From factory drains to building sites

The researchers worked with two real types of treated industrial wastewater, one from a textile factory and one from a food processing plant. They also created laboratory water containing only known amounts of copper and zinc so they could study heavy metals on their own. First, they measured basic water quality, including salts, organic matter, and metal content, and compared the results to national and international limits for concrete mixing water. Most values were within allowed ranges, although the industrial waters carried more organic matter than drinking water.

How the concrete itself performed

The team then mixed three sets of concrete: one with normal drinking water and two with the treated factory waters. They tested how easy the fresh concrete was to handle, and how strong it became over days and months. Workability stayed almost the same. Compressive strength, which reflects how much squeezing force the material can carry, dropped by less than 10 percent when treated waters were used. Splitting tensile and flexural strengths, related to cracking and bending, fell by less than 5 percent. These small losses stayed within code limits and would not normally change how a structure is designed.

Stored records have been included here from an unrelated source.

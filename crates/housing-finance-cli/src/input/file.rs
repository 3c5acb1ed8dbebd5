use serde::de::DeserializeOwned;
use std::fs;
use std::path::Path;

/// Read an input file and deserialise into a typed struct.
/// `.yaml` and `.yml` files parse as YAML, everything else as JSON.
pub fn read_input<T: DeserializeOwned>(path: &str) -> Result<T, Box<dyn std::error::Error>> {
    let canonical = resolve_path(path)?;
    let contents = fs::read_to_string(&canonical)
        .map_err(|e| format!("Failed to read '{}': {}", canonical.display(), e))?;

    let is_yaml = canonical
        .extension()
        .and_then(|ext| ext.to_str())
        .map(|ext| ext.eq_ignore_ascii_case("yaml") || ext.eq_ignore_ascii_case("yml"))
        .unwrap_or(false);

    let value: T = if is_yaml {
        serde_yaml::from_str(&contents)
            .map_err(|e| format!("Failed to parse '{}': {}", canonical.display(), e))?
    } else {
        serde_json::from_str(&contents)
            .map_err(|e| format!("Failed to parse '{}': {}", canonical.display(), e))?
    };
    Ok(value)
}

/// Resolve a path against the working directory and check it points at a file.
fn resolve_path(path: &str) -> Result<std::path::PathBuf, Box<dyn std::error::Error>> {
    let p = Path::new(path);
    let canonical = if p.is_absolute() {
        p.to_path_buf()
    } else {
        std::env::current_dir()?.join(p)
    };

    if !canonical.exists() {
        return Err(format!("File not found: {}", canonical.display()).into());
    }

    if !canonical.is_file() {
        return Err(format!("Not a file: {}", canonical.display()).into());
    }

    Ok(canonical)
}
mod commands;
mod input;
mod output;

use clap::{Parser, Subcommand, ValueEnum};
use colored::Colorize;
use std::process;

use commands::indicators::IndicatorArgs;
use commands::loan::EvaluateArgs;
use commands::rates::ConvertRateArgs;
use commands::schedule::ScheduleArgs;
use commands::subsidy::SubsidyArgs;

/// Housing finance analytics with decimal precision
#[derive(Parser)]
#[command(
    name = "hfa",
    version,
    about = "Housing finance analytics with decimal precision",
    long_about = "A CLI for mortgage credit analysis with decimal precision. \
                  Builds French amortization schedules with grace periods and \
                  periodic charges, derives NPV/IRR/TCEA return indicators, \
                  converts nominal and effective rates, and checks Techo Propio \
                  subsidy eligibility."
)]
struct Cli {
    #[command(subcommand)]
    command: Commands,

    /// Output format
    #[arg(long, default_value = "json", global = true)]
    output: OutputFormat,
}

#[derive(Subcommand)]
enum Commands {
    /// Generate a French amortization schedule
    Schedule(ScheduleArgs),
    /// Evaluate a property loan end to end (schedule plus indicators)
    Evaluate(EvaluateArgs),
    /// Check Techo Propio subsidy eligibility
    Subsidy(SubsidyArgs),
    /// Compute NPV, IRR, and TCEA over a cash-flow series
    Indicators(IndicatorArgs),
    /// Convert between annual, period, and nominal rates
    ConvertRate(ConvertRateArgs),
    /// Print version information
    Version,
}

#[derive(Debug, Clone, ValueEnum)]
pub enum OutputFormat {
    Json,
    Table,
    Csv,
    Minimal,
}

fn main() {
    let cli = Cli::parse();

    let result: Result<serde_json::Value, Box<dyn std::error::Error>> = match cli.command {
        Commands::Schedule(args) => commands::schedule::run_schedule(args),
        Commands::Evaluate(args) => commands::loan::run_evaluate(args),
        Commands::Subsidy(args) => commands::subsidy::run_subsidy(args),
        Commands::Indicators(args) => commands::indicators::run_indicators(args),
        Commands::ConvertRate(args) => commands::rates::run_convert_rate(args),
        Commands::Version => {
            println!("hfa {}", env!("CARGO_PKG_VERSION"));
            return;
        }
    };

    match result {
        Ok(value) => {
            output::format_output(&cli.output, &value);
            process::exit(0);
        }
        Err(e) => {
            eprintln!("{}: {}", "error".red().bold(), e);
            process::exit(1);
        }
    }
}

What happens inside the pores

Concrete durability depends strongly on how water and dissolved substances move through its tiny pores. In this study, concrete made with treated wastewater actually soaked up less water through capillary action, likely because organic compounds partly blocked some of the finest pores. At the same time, rapid chloride penetration tests showed slightly higher electrical charge passing through specimens made with textile wastewater, pointing to more ions moving in the pore solution. X-ray diffraction measurements confirmed modest changes in the internal crystal products of cement hydration, consistent with mild delays caused by impurities.

Checking safety for people and the environment

To see whether harmful metals might escape over time, the researchers made cement pastes and mortars using the synthetic copper and zinc solutions. They measured setting times and strength, and then ran accelerated leaching tests in which samples sat in water while any released metals were tracked over several days. When heavy metal levels stayed at or below 0.5 grams per liter, the mortar lost less than 10 percent of its strength and setting times still satisfied code limits. Above that threshold, strength dropped too far and setting delays became unacceptable. Even so, leaching tests showed that more than 94 percent of the zinc remained locked inside the cement matrix, with only a small fraction entering the surrounding water.

What this means for future building water

Put in everyday terms, this work shows that well treated industrial wastewater can replace drinking water in many concrete and mortar mixes with only small effects on strength and cracking behavior, while keeping heavy metals largely trapped inside the hardened material. As long as the water is tested regularly and metal levels are kept below clear limits, using it in structural concrete is both technically sound and environmentally safe. This approach can help construction projects save thousands of liters of valuable fresh water, easing pressure on scarce supplies while still delivering durable, reliable infrastructure.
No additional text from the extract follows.